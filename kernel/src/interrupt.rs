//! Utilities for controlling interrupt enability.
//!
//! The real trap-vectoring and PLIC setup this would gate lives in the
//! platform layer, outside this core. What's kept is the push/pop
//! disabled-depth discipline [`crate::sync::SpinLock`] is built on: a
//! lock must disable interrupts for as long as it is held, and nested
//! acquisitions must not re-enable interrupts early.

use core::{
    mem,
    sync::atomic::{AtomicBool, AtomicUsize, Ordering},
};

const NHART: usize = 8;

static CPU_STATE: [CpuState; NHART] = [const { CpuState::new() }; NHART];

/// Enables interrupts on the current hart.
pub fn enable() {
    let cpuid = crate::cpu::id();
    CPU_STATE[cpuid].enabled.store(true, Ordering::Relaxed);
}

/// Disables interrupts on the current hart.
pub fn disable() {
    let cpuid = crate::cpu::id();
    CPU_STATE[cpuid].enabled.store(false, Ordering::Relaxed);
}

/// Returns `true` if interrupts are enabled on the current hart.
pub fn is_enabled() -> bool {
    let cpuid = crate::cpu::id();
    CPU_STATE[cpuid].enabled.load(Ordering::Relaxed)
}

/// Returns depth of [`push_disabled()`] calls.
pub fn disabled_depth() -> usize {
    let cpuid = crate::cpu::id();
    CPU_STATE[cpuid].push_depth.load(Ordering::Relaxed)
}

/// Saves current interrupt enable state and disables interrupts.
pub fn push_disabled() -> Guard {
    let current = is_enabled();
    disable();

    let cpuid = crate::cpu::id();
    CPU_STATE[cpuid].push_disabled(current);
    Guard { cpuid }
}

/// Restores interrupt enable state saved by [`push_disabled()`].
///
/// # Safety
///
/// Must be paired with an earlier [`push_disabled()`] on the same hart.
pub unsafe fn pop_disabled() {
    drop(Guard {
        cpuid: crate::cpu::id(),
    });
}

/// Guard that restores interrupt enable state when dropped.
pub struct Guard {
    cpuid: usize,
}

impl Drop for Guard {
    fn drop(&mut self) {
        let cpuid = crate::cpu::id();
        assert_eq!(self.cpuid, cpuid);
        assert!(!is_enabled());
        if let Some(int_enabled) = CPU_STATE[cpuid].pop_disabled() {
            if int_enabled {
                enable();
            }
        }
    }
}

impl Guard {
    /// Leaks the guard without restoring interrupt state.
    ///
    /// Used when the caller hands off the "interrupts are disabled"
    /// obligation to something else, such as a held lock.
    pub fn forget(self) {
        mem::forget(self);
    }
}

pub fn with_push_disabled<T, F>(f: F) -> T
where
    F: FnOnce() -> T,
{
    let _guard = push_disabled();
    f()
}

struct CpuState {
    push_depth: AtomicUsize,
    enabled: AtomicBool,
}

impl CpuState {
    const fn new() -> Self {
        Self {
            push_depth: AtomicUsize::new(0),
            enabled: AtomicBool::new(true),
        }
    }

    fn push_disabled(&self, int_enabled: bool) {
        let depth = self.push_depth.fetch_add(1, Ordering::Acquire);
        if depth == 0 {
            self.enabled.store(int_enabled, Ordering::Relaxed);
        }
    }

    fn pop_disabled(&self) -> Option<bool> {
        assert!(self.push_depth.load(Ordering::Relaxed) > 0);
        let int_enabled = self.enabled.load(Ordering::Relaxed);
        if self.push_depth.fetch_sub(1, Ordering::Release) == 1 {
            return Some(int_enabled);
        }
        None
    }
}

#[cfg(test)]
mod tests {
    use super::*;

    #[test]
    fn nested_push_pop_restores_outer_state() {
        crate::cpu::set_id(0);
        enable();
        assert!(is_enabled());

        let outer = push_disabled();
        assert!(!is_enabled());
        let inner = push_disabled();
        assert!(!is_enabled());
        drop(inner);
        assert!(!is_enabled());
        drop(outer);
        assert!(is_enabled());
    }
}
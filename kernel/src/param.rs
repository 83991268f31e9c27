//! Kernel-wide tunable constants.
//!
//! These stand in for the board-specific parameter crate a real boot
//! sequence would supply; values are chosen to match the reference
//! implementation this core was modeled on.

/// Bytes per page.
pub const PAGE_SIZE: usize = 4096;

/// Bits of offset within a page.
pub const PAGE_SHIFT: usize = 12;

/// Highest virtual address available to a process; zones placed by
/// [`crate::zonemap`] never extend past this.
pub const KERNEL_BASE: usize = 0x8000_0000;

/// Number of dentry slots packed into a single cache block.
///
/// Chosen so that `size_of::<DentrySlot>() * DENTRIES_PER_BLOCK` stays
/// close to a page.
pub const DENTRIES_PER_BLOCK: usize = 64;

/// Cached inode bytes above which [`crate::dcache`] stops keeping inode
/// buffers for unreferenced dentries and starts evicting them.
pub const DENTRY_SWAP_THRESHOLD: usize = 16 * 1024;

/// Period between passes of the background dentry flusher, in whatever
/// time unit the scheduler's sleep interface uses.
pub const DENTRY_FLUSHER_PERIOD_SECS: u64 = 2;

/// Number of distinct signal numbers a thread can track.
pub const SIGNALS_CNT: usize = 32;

## Task objective
From the listing above, copy every line that includes the word "true".

## Result of this task
    CPU_STATE[cpuid].enabled.store(true, Ordering::Relaxed);
/// Returns `true` if interrupts are enabled on the current hart.
            enabled: AtomicBool::new(true),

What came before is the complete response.